At the moment, we can't run a dedicated PC only for the driver and direct connection is not possible because the PC has to communicate with other nodes in the network.

Is there a way to control the value of this communication timeout (if it is indeed a timeout)?

gavanderhoorn commented 4 years ago

At the moment, we can't run a dedicated PC only for the driver and direct connection is not possible because the PC has to communicate with other nodes in the network.

I would say what @fmauch suggests are ways to diagnose what the cause is.

Not suggestions for system configuration in a final/production environment.

fmauch commented 4 years ago

I meant temporarily. If the timeout occurs always rather quickly (5 minutes runtime or something like this), you could just let it run for 15 minutes without the rest of your application. If you encounter the problems there, as well, it's likely a network issue (Though in the other case it could also be a network issue. If I understand it correctly, you have different PCs taking part in the application? Are they going over the same switch? This could be even worse than the control PC's load. )

guiolpei commented 4 years ago

There are several PCs in the application, all over the same switch. Maybe the best thing would be connecting the robot to the control PC directly with a dedicated network card.

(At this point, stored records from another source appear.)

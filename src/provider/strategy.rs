//! Strategy hooks that classify failed responses from each chain stage.
//!
//! Implementations map status codes, OAuth error fields, and `XErr` codes onto
//! [`ProviderErrorKind`] without tying flows to any particular HTTP client.

// self
use crate::_prelude::*;

/// Step of the token chain (or sub-flow) that issued a request.
#[derive(Clone, Copy, Debug, PartialEq, Eq, Hash, Serialize, Deserialize)]
#[serde(rename_all = "snake_case")]
pub enum AuthStage {
	/// Windows Live OAuth2 token endpoint.
	OAuth,
	/// XAU user token endpoint.
	UserToken,
	/// XSTS endpoint.
	ServiceToken,
	/// XAD device token endpoint.
	DeviceToken,
	/// Two-factor one-time-code, polling, and completion endpoints.
	TwoFactor,
	/// Authorized API calls made through a session.
	Session,
	/// Title endpoint catalogue.
	TitleEndpoints,
	/// SISU authenticate and authorize endpoints.
	Sisu,
}
impl AuthStage {
	/// Returns a stable label suitable for logs, spans, and errors.
	pub const fn as_str(self) -> &'static str {
		match self {
			AuthStage::OAuth => "oauth",
			AuthStage::UserToken => "user_token",
			AuthStage::ServiceToken => "service_token",
			AuthStage::DeviceToken => "device_token",
			AuthStage::TwoFactor => "two_factor",
			AuthStage::Session => "session",
			AuthStage::TitleEndpoints => "title_endpoints",
			AuthStage::Sisu => "sisu",
		}
	}
}
impl Display for AuthStage {
	fn fmt(&self, f: &mut Formatter) -> FmtResult {
		f.write_str(self.as_str())
	}
}

/// Strategy hook that classifies failed responses.
///
/// Implementors must be `Send + Sync`; the context holds only primitive data so strategies
/// never depend on reqwest-specific structures.
pub trait ProviderStrategy: Send + Sync {
	/// Maps a failed response into the crate taxonomy.
	fn classify(&self, ctx: &ProviderErrorContext) -> ProviderErrorKind;
}

/// Canonical error categories produced by strategies.
#[derive(Clone, Copy, Debug, PartialEq, Eq)]
pub enum ProviderErrorKind {
	/// Credentials or grant were rejected; surfaced as an authentication failure.
	Rejected,
	/// The account cannot use the service; terminal.
	Ineligible,
	/// Failure is temporary and may be retried by the caller.
	Transient,
	/// Any other HTTP failure; surfaced with its status preserved.
	Status,
}

/// Context passed to strategies when classifying a failed response.
#[derive(Clone, Debug, PartialEq, Eq)]
pub struct ProviderErrorContext {
	/// Stage that issued the request.
	pub stage: AuthStage,
	/// HTTP status code, when a response was received.
	pub http_status: Option<u16>,
	/// OAuth `error` field.
	pub oauth_error: Option<String>,
	/// OAuth `error_description` field.
	pub error_description: Option<String>,
	/// Decoded `XErr` code from Xbox Live error bodies.
	pub xerr: Option<u64>,
	/// Preview of the response body.
	pub body_preview: Option<String>,
	/// Whether the failure came from the network layer.
	pub network_error: bool,
}
impl ProviderErrorContext {
	const BODY_PREVIEW_LIMIT: usize = 256;

	/// Creates a new context scoped to `stage`.
	pub fn new(stage: AuthStage) -> Self {
		Self {
			stage,
			http_status: None,
			oauth_error: None,
			error_description: None,
			xerr: None,
			body_preview: None,
			network_error: false,
		}
	}

	/// Convenience constructor for transport-level failures.
	pub fn network_failure(stage: AuthStage) -> Self {
		Self { network_error: true, ..Self::new(stage) }
	}

	/// Adds an HTTP status code.
	pub fn with_http_status(mut self, status: u16) -> Self {
		self.http_status = Some(status);

		self
	}

	/// Adds the OAuth error code.
	pub fn with_oauth_error(mut self, error: impl Into<String>) -> Self {
		self.oauth_error = Some(error.into());

		self
	}

	/// Adds the OAuth `error_description`.
	pub fn with_error_description(mut self, description: impl Into<String>) -> Self {
		self.error_description = Some(description.into());

		self
	}

	/// Adds an `XErr` code.
	pub fn with_xerr(mut self, xerr: u64) -> Self {
		self.xerr = Some(xerr);

		self
	}

	/// Adds a truncated body preview.
	pub fn with_body_preview(mut self, body: impl Into<String>) -> Self {
		self.body_preview = Some(truncate_preview(body.into()));

		self
	}

	/// Best human-readable reason available in the context.
	pub fn reason(&self) -> String {
		if let Some(reason) = self.xerr.and_then(xerr_reason) {
			return reason.into();
		}

		self.error_description
			.clone()
			.or_else(|| self.oauth_error.clone())
			.or_else(|| self.body_preview.clone().filter(|body| !body.trim().is_empty()))
			.or_else(|| self.http_status.map(|status| format!("HTTP status {status}")))
			.unwrap_or_else(|| "no response details".into())
	}
}

/// `XErr` error body returned by the XSTS endpoint.
#[derive(Clone, Debug, Default, PartialEq, Eq, Deserialize)]
#[serde(rename_all = "PascalCase")]
pub struct XErrBody {
	/// Numeric error code.
	#[serde(rename = "XErr")]
	pub xerr: Option<u64>,
	/// Service message.
	#[serde(default)]
	pub message: Option<String>,
	/// URL the user can visit to resolve the problem.
	#[serde(default)]
	pub redirect: Option<String>,
}

/// Readable explanation for known `XErr` codes.
pub fn xerr_reason(code: u64) -> Option<&'static str> {
	match code {
		2_148_916_233 => Some("the account has no Xbox profile; sign up first"),
		2_148_916_235 => Some("the account is from a country where Xbox Live is not available"),
		2_148_916_236 | 2_148_916_237 =>
			Some("the account needs adult verification on the Xbox homepage"),
		2_148_916_238 => Some("the account is a child account and must be added to a family"),
		_ => None,
	}
}

/// Default strategy for the Xbox Live service.
///
/// Network failures, 429, 5xx and OAuth `temporarily_unavailable` are transient. A 401 from
/// XSTS is the terminal ineligible-account signal. OAuth grant and client errors are rejected
/// credentials. Everything else keeps its HTTP status.
#[derive(Debug, Default)]
pub struct XboxLiveStrategy;
impl Display for XboxLiveStrategy {
	fn fmt(&self, f: &mut Formatter) -> FmtResult {
		f.write_str("xbox-live-strategy")
	}
}
impl ProviderStrategy for XboxLiveStrategy {
	fn classify(&self, ctx: &ProviderErrorContext) -> ProviderErrorKind {
		if ctx.network_error {
			return ProviderErrorKind::Transient;
		}
		if ctx.stage == AuthStage::ServiceToken && ctx.http_status == Some(401) {
			return ProviderErrorKind::Ineligible;
		}
		if let Some(kind) = ctx.oauth_error.as_deref().and_then(classify_oauth_error) {
			return kind;
		}

		classify_status(ctx.http_status)
	}
}

fn truncate_preview(body: String) -> String {
	if body.chars().count() <= ProviderErrorContext::BODY_PREVIEW_LIMIT {
		return body;
	}

	let mut buf = body.chars().take(ProviderErrorContext::BODY_PREVIEW_LIMIT).collect::<String>();

	buf.push('…');

	buf
}

fn classify_oauth_error(value: &str) -> Option<ProviderErrorKind> {
	match value.to_ascii_lowercase().as_str() {
		"invalid_grant" | "access_denied" | "invalid_client" | "unauthorized_client" =>
			Some(ProviderErrorKind::Rejected),
		"temporarily_unavailable" | "server_error" => Some(ProviderErrorKind::Transient),
		_ => None,
	}
}

fn classify_status(status: Option<u16>) -> ProviderErrorKind {
	match status {
		Some(429) => ProviderErrorKind::Transient,
		Some(code) if code >= 500 => ProviderErrorKind::Transient,
		Some(_) => ProviderErrorKind::Status,
		None => ProviderErrorKind::Transient,
	}
}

We will continue testing and I will report back with any news.

Thank you both for your help!

guiolpei commented 4 years ago

After some testing, it seems it is not a network issue. It is due to high load on the control PC, reducing the number of tasks on it reduces the frequency of dropped connections significantly.

fmauch commented 4 years ago

Because you asked earlier: You could increase the number of missed packages here, but I would not recommend it. Robot motions will change, as in those cases linear extrapolation will take place. Increasing this will only hide the resource problem that you have with your control PC with the cost of undeterministic behavior of your robot motions..

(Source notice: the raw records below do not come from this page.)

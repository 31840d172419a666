//! Scopes sent to the Windows Live authorize and token endpoints.

// crates.io
use serde::{Deserializer, Serializer, de::Error as DeError};
// self
use crate::_prelude::*;

/// Errors emitted when validating scopes.
#[derive(Clone, Debug, PartialEq, Eq, Serialize, Deserialize, ThisError)]
pub enum ScopeValidationError {
	/// Empty scope entries are not allowed.
	#[error("Scope entries cannot be empty.")]
	Empty,
	/// Scopes cannot contain embedded whitespace characters.
	#[error("Scope contains whitespace: {scope}.")]
	ContainsWhitespace {
		/// The offending scope string.
		scope: String,
	},
}

/// Ordered, duplicate-free scope list.
///
/// Windows Live echoes scopes back with its own casing (`XboxLive.signin`), so duplicates
/// and lookups compare case-insensitively. Request order is kept. The set serializes as one
/// space-delimited string.
#[derive(Clone, Default, PartialEq, Eq, Hash)]
pub struct ScopeSet(Arc<[String]>);
impl ScopeSet {
	/// Scopes requested by Xbox Live sign-in clients.
	pub const XBOX_LIVE: [&'static str; 2] = ["Xboxlive.signin", "Xboxlive.offline_access"];

	/// Validates and deduplicates `scopes`.
	pub fn new<I, S>(scopes: I) -> Result<Self, ScopeValidationError>
	where
		I: IntoIterator<Item = S>,
		S: Into<String>,
	{
		let mut kept = Vec::<String>::new();

		for scope in scopes {
			let scope = scope.into();

			if scope.is_empty() {
				return Err(ScopeValidationError::Empty);
			}
			if scope.chars().any(char::is_whitespace) {
				return Err(ScopeValidationError::ContainsWhitespace { scope });
			}
			if !kept.iter().any(|held| held.eq_ignore_ascii_case(&scope)) {
				kept.push(scope);
			}
		}

		Ok(Self(kept.into()))
	}

	/// `Xboxlive.signin Xboxlive.offline_access`.
	pub fn xbox_live() -> Self {
		Self(Self::XBOX_LIVE.iter().map(|scope| (*scope).to_owned()).collect())
	}

	/// Case-insensitive membership test.
	pub fn contains(&self, scope: &str) -> bool {
		self.0.iter().any(|held| held.eq_ignore_ascii_case(scope))
	}

	/// True when a refresh token can be expected for this scope set.
	pub fn grants_offline_access(&self) -> bool {
		self.iter().any(|scope| scope.to_ascii_lowercase().ends_with("offline_access"))
	}

	/// Scopes in request order.
	pub fn iter(&self) -> impl Iterator<Item = &str> {
		self.0.iter().map(String::as_str)
	}

	/// Space-delimited form used on the wire.
	pub fn normalized(&self) -> String {
		self.0.join(" ")
	}
}
impl Debug for ScopeSet {
	fn fmt(&self, f: &mut Formatter) -> FmtResult {
		f.debug_tuple("ScopeSet").field(&self.0).finish()
	}
}
impl Display for ScopeSet {
	fn fmt(&self, f: &mut Formatter) -> FmtResult {
		f.write_str(&self.normalized())
	}
}
impl FromStr for ScopeSet {
	type Err = ScopeValidationError;

	fn from_str(s: &str) -> Result<Self, Self::Err> {
		if s.is_empty() {
			return Ok(Self::default());
		}
		if s.chars().all(char::is_whitespace) {
			return Err(ScopeValidationError::Empty);
		}

		Self::new(s.split_whitespace())
	}
}
impl Serialize for ScopeSet {
	fn serialize<S>(&self, serializer: S) -> Result<S::Ok, S::Error>
	where
		S: Serializer,
	{
		serializer.serialize_str(&self.normalized())
	}
}
impl<'de> Deserialize<'de> for ScopeSet {
	fn deserialize<D>(deserializer: D) -> Result<Self, D::Error>
	where
		D: Deserializer<'de>,
	{
		let raw = String::deserialize(deserializer)?;

		ScopeSet::from_str(&raw).map_err(DeError::custom)
	}
}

gavanderhoorn commented 4 years ago

It is due to high load on the control PC

So switching to an RT kernel would fix this (as the driver requests a sufficiently high priority other processes should not be able to interfere any more), but it might import other issues (as some drivers fi don't work with RT kernels).

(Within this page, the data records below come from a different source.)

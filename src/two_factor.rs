//! Windows Live second-factor sub-flow.
//!
//! A login page that demands a second factor surfaces as [`Error::TwoFactorRequired`]
//! carrying a [`TwoFactorChallenge`]. The caller picks one of its strategies, collects the
//! proof named by [`AuthStrategy::verification_prompt`], calls
//! [`TwoFactorAuthentication::check_otc`] to have a code sent (or a push raised), and finally
//! [`TwoFactorAuthentication::authenticate`] to obtain the token pair. The pair is handed to
//! `AuthenticationManager::complete_login` to derive the Xbox tokens.

pub mod challenge;
pub mod poll;
pub mod redirect;

pub use challenge::*;
pub use poll::*;
pub use redirect::*;

// crates.io
use oauth2::http::{StatusCode, header::LOCATION};
use tokio_util::sync::CancellationToken;
// self
use crate::{
	_prelude::*,
	flows::common::{self, HttpExchange},
	http::AuthHttpClient,
	oauth::TransportErrorMapper,
	obs::{self, FlowKind, FlowOutcome, FlowSpan},
	provider::{AuthStage, ProviderStrategy, XboxLiveDescriptor},
};
#[cfg(feature = "reqwest")]
use crate::{http::ReqwestHttpClient, oauth::ReqwestTransportErrorMapper, provider::XboxLiveStrategy};

const PURPOSE: &str = "eOTT_OneTimePassword";
const I18N_STRINGS: &str = "__DefaultSAStrings|1,__DefaultSA_Core|1,__DefaultSA_Wizard|1";

#[derive(Debug, Default, Deserialize)]
#[serde(rename_all = "PascalCase")]
struct OneTimeCodeReply {
	#[serde(default)]
	state: Option<serde_json::Value>,
	#[serde(default)]
	session_lookup_key: Option<String>,
}

#[cfg(feature = "reqwest")]
/// Two-factor sub-flow on the crate's default reqwest transport stack.
pub type ReqwestTwoFactorAuthentication =
	TwoFactorAuthentication<ReqwestHttpClient, ReqwestTransportErrorMapper>;

/// Drives one second-factor challenge to completion.
pub struct TwoFactorAuthentication<C, M>
where
	C: ?Sized + AuthHttpClient,
	M: ?Sized + TransportErrorMapper<C::TransportError>,
{
	exchange: HttpExchange<C, M>,
	challenge: TwoFactorChallenge,
	login: String,
	one_time_code_url: Url,
	polling_url: Url,
	polling: PushPolling,
	cancellation: CancellationToken,
	session_lookup_key: Mutex<Option<String>>,
}
impl<C, M> TwoFactorAuthentication<C, M>
where
	C: ?Sized + AuthHttpClient,
	M: ?Sized + TransportErrorMapper<C::TransportError>,
{
	/// Creates the sub-flow for `login` (the account's sign-in name) on a caller transport.
	pub fn with_http_client(
		descriptor: &XboxLiveDescriptor,
		strategy: Arc<dyn ProviderStrategy>,
		challenge: TwoFactorChallenge,
		login: impl Into<String>,
		http_client: impl Into<Arc<C>>,
		mapper: impl Into<Arc<M>>,
	) -> Self {
		Self::from_exchange(
			HttpExchange::new(http_client.into(), mapper.into(), strategy),
			descriptor,
			challenge,
			login,
		)
	}

	pub(crate) fn from_exchange(
		exchange: HttpExchange<C, M>,
		descriptor: &XboxLiveDescriptor,
		challenge: TwoFactorChallenge,
		login: impl Into<String>,
	) -> Self {
		let polling_url =
			challenge.polling_url.clone().unwrap_or_else(|| descriptor.endpoints.session_state.clone());

		Self {
			exchange,
			challenge,
			login: login.into(),
			one_time_code_url: descriptor.endpoints.one_time_code.clone(),
			polling_url,
			polling: PushPolling::default(),
			cancellation: CancellationToken::new(),
			session_lookup_key: Mutex::new(None),
		}
	}

	/// Overrides the push polling cadence and ceiling.
	pub fn with_polling(mut self, polling: PushPolling) -> Self {
		self.polling = polling;

		self
	}

	/// Uses `token` to abort push polling.
	pub fn with_cancellation(mut self, token: CancellationToken) -> Self {
		self.cancellation = token;

		self
	}

	/// Token that aborts push polling when cancelled.
	pub fn cancellation_token(&self) -> CancellationToken {
		self.cancellation.clone()
	}

	/// Challenge being answered.
	pub fn challenge(&self) -> &TwoFactorChallenge {
		&self.challenge
	}

	/// Offered strategies, in server order.
	pub fn strategies(&self) -> &[AuthStrategy] {
		&self.challenge.strategies
	}

	/// Prompt for the proof required by the strategy at `index`.
	pub fn verification_prompt(&self, index: usize) -> Result<Option<String>> {
		self.challenge.strategy(index).map(AuthStrategy::verification_prompt)
	}

	/// Session lookup key cached by a push request, if any.
	pub fn session_lookup_key(&self) -> Option<String> {
		self.session_lookup_key.lock().clone()
	}

	/// Requests a one-time code (or a push) for the strategy at `index`.
	///
	/// Returns whether the caller must now collect a code. The offline authenticator needs
	/// no request and returns `true`; the push method returns `false` and caches the session
	/// lookup key used by [`authenticate`](Self::authenticate).
	pub async fn check_otc(&self, index: usize, proof: Option<&str>) -> Result<bool> {
		const KIND: FlowKind = FlowKind::TwoFactor;

		let span = FlowSpan::new(KIND, "check_otc");

		obs::record_flow_outcome(KIND, FlowOutcome::Attempt);

		let result = span.instrument(self.request_one_time_code(index, proof)).await;

		match &result {
			Ok(_) => obs::record_flow_outcome(KIND, FlowOutcome::Success),
			Err(_) => obs::record_flow_outcome(KIND, FlowOutcome::Failure),
		}

		result
	}

	/// Completes the strategy at `index` and returns the issued token pair.
	///
	/// For the push method this first polls until the user answers, the deadline passes, or
	/// the cancellation token fires.
	pub async fn authenticate(
		&self,
		index: usize,
		proof: Option<&str>,
		otc: Option<&str>,
	) -> Result<RedirectTokens> {
		const KIND: FlowKind = FlowKind::TwoFactor;

		let span = FlowSpan::new(KIND, "authenticate");

		obs::record_flow_outcome(KIND, FlowOutcome::Attempt);

		let result = span.instrument(self.finish(index, proof, otc)).await;

		match &result {
			Ok(_) => obs::record_flow_outcome(KIND, FlowOutcome::Success),
			Err(_) => obs::record_flow_outcome(KIND, FlowOutcome::Failure),
		}

		result
	}

	async fn request_one_time_code(&self, index: usize, proof: Option<&str>) -> Result<bool> {
		let strategy = self.challenge.strategy(index)?;

		if let AuthStrategy::Totp { .. } = strategy {
			return Ok(true);
		}

		let (channel, field) = strategy.delivery_channel().ok_or_else(|| strategy.unsupported_error())?;
		let data = strategy.data().unwrap_or_default();
		let mut form = vec![
			("login", self.login.as_str()),
			("flowtoken", self.challenge.flow_token.as_str()),
			("purpose", PURPOSE),
			("UIMode", "11"),
			("channel", channel),
			(field, data),
		];

		if let Some(proof) = proof.filter(|proof| !proof.is_empty()) {
			form.push(("ProofConfirmation", proof));
		}

		let request = common::form_request(&self.one_time_code_url, &form)?;
		let (response, _) = self.exchange.send(AuthStage::TwoFactor, request).await?;

		if response.status() != StatusCode::OK {
			return Err(Error::Authentication {
				stage: AuthStage::TwoFactor,
				reason: format!("Error requesting OTC, HTTP Code: {}", response.status().as_u16()),
			});
		}

		let reply: OneTimeCodeReply = common::parse_json(AuthStage::TwoFactor, &response)?;

		crate::obs::log_debug!("one-time code request answered with state {:?}", reply.state);

		if strategy.is_push() {
			*self.session_lookup_key.lock() = reply.session_lookup_key;

			return Ok(false);
		}

		Ok(true)
	}

	async fn finish(
		&self,
		index: usize,
		proof: Option<&str>,
		otc: Option<&str>,
	) -> Result<RedirectTokens> {
		let strategy = self.challenge.strategy(index)?;
		let completion_type = strategy.completion_type().ok_or_else(|| strategy.unsupported_error())?;
		let session_lookup_key = self.session_lookup_key();
		let mut sent_proof = strategy.data();

		if strategy.is_push() {
			let key = session_lookup_key.as_deref().ok_or_else(|| Error::Authentication {
				stage: AuthStage::TwoFactor,
				reason: "no session lookup key was received from the push request".into(),
			})?;
			let state = self.poll_session_state(key).await?;

			if state != SessionState::Approved {
				return Err(Error::Authentication {
					stage: AuthStage::TwoFactor,
					reason: format!("push approval failed with state {state}"),
				});
			}

			// The approved session is identified by `slk` alone.
			sent_proof = None;
		}

		let mut form = vec![("login", self.login.as_str()), ("PPFT", self.challenge.flow_token.as_str())];

		if let Some(sent_proof) = sent_proof {
			form.push(("SentProofIDE", sent_proof));
		}

		form.extend([("sacxt", "1"), ("saav", "0")]);

		if !strategy.is_push() {
			form.push(("GeneralVerify", "False"));
		}

		form.extend([("type", completion_type), ("purpose", PURPOSE), ("i18", I18N_STRINGS)]);

		if let Some(otc) = otc.filter(|otc| !otc.is_empty()) {
			form.push(("otc", otc));
		}
		if let Some(key) = session_lookup_key.as_deref() {
			form.push(("slk", key));
		}
		if let Some(proof) = proof.filter(|proof| !proof.is_empty()) {
			form.push(("ProofConfirmation", proof));
		}

		let request = common::form_request(&self.challenge.post_url, &form)?;
		let (response, _) = self.exchange.send(AuthStage::TwoFactor, request).await?;
		let tokens = response
			.headers()
			.get(LOCATION)
			.and_then(|value| value.to_str().ok())
			.ok_or_else(|| Error::Authentication {
				stage: AuthStage::TwoFactor,
				reason: "Location header does not hold access/refresh tokens".into(),
			})
			.and_then(RedirectTokens::from_location);

		if tokens.is_err() {
			crate::obs::log_debug!(
				"completion answered HTTP {} without a token redirect",
				response.status().as_u16()
			);
		}

		tokens
	}

	async fn poll_session_state(&self, session_lookup_key: &str) -> Result<SessionState> {
		let mut url = self.polling_url.clone();

		url.query_pairs_mut().append_pair("slk", session_lookup_key);

		tokio::select! {
			biased;
			_ = self.cancellation.cancelled() => Err(Error::Cancelled),
			outcome = tokio::time::timeout(self.polling.deadline, self.poll_until_answered(&url)) => match outcome {
				Ok(state) => state,
				Err(_) => Err(Error::Authentication {
					stage: AuthStage::TwoFactor,
					reason: format!(
						"push approval was not answered within {} seconds",
						self.polling.deadline.as_secs()
					),
				}),
			},
		}
	}

	async fn poll_until_answered(&self, url: &Url) -> Result<SessionState> {
		loop {
			let request = common::get_request(url)?;
			let (response, _) = self.exchange.send(AuthStage::TwoFactor, request).await?;
			let state = SessionState::from_gif(response.body());

			if state != SessionState::Pending {
				return Ok(state);
			}

			tokio::time::sleep(self.polling.interval).await;
		}
	}
}
#[cfg(feature = "reqwest")]
impl TwoFactorAuthentication<ReqwestHttpClient, ReqwestTransportErrorMapper> {
	/// Creates the sub-flow on a fresh reqwest transport with the default strategy.
	pub fn new(
		descriptor: &XboxLiveDescriptor,
		challenge: TwoFactorChallenge,
		login: impl Into<String>,
	) -> Result<Self> {
		Ok(Self::with_http_client(
			descriptor,
			Arc::new(XboxLiveStrategy),
			challenge,
			login,
			ReqwestHttpClient::new()?,
			Arc::new(ReqwestTransportErrorMapper),
		))
	}
}
impl<C, M> Debug for TwoFactorAuthentication<C, M>
where
	C: ?Sized + AuthHttpClient,
	M: ?Sized + TransportErrorMapper<C::TransportError>,
{
	fn fmt(&self, f: &mut Formatter) -> FmtResult {
		f.debug_struct("TwoFactorAuthentication")
			.field("login", &self.login)
			.field("strategies", &self.challenge.strategies.len())
			.field("polling", &self.polling)
			.finish()
	}
}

If it's really load, I would expect an increased priority for the driver process to help. I'm not sure I understand how the approach with nice doesn't work. Unless you have other processes which have an equal or higher priority.

fmessmer commented 4 years ago

I did not really read all through the discussion (yet), but the problem seems familiar to what we experienced in a similar setup

Our solution (for now) was to increase the timeout in https://github.com/UniversalRobots/Universal_Robots_ROS_Driver/blob/master/ur_robot_driver/resources/ros_control.urscript#L107 from 0.02 to 0.04

I don't know all the details about it, but just want to mention it here...


Should have read the threads before posting things... :facepalm: I see this suggestion has been proposed in https://github.com/UniversalRobots/Universal_Robots_ROS_Driver/issues/182#issuecomment-631237843 already

guiolpei commented 4 years ago

@fmessmer Thank you for your comment, I have not actually tried this.

I don't know if this can mitigate the problem even with a high load on the control PC. Maybe @fmauch or @gavanderhoorn could explain its implications and I could try it out to see if it makes a difference.

fmauch commented 4 years ago

Basically, what I suggested and what @fmessmer suggested have the same implications.

While my change increases the number of allowed timeout reads, changing the timeout increases the maximum time a cycle could take.

github-actions[bot] commented 1 year ago

This issue has not been updated for a long time. If no further updates are added, this will be closed automatically. Comment on the issue to prevent automatic closing.

github-actions[bot] commented 1 year ago

This issue has been closed due to inactivity. Feel free to comment or reopen if this is still relevant.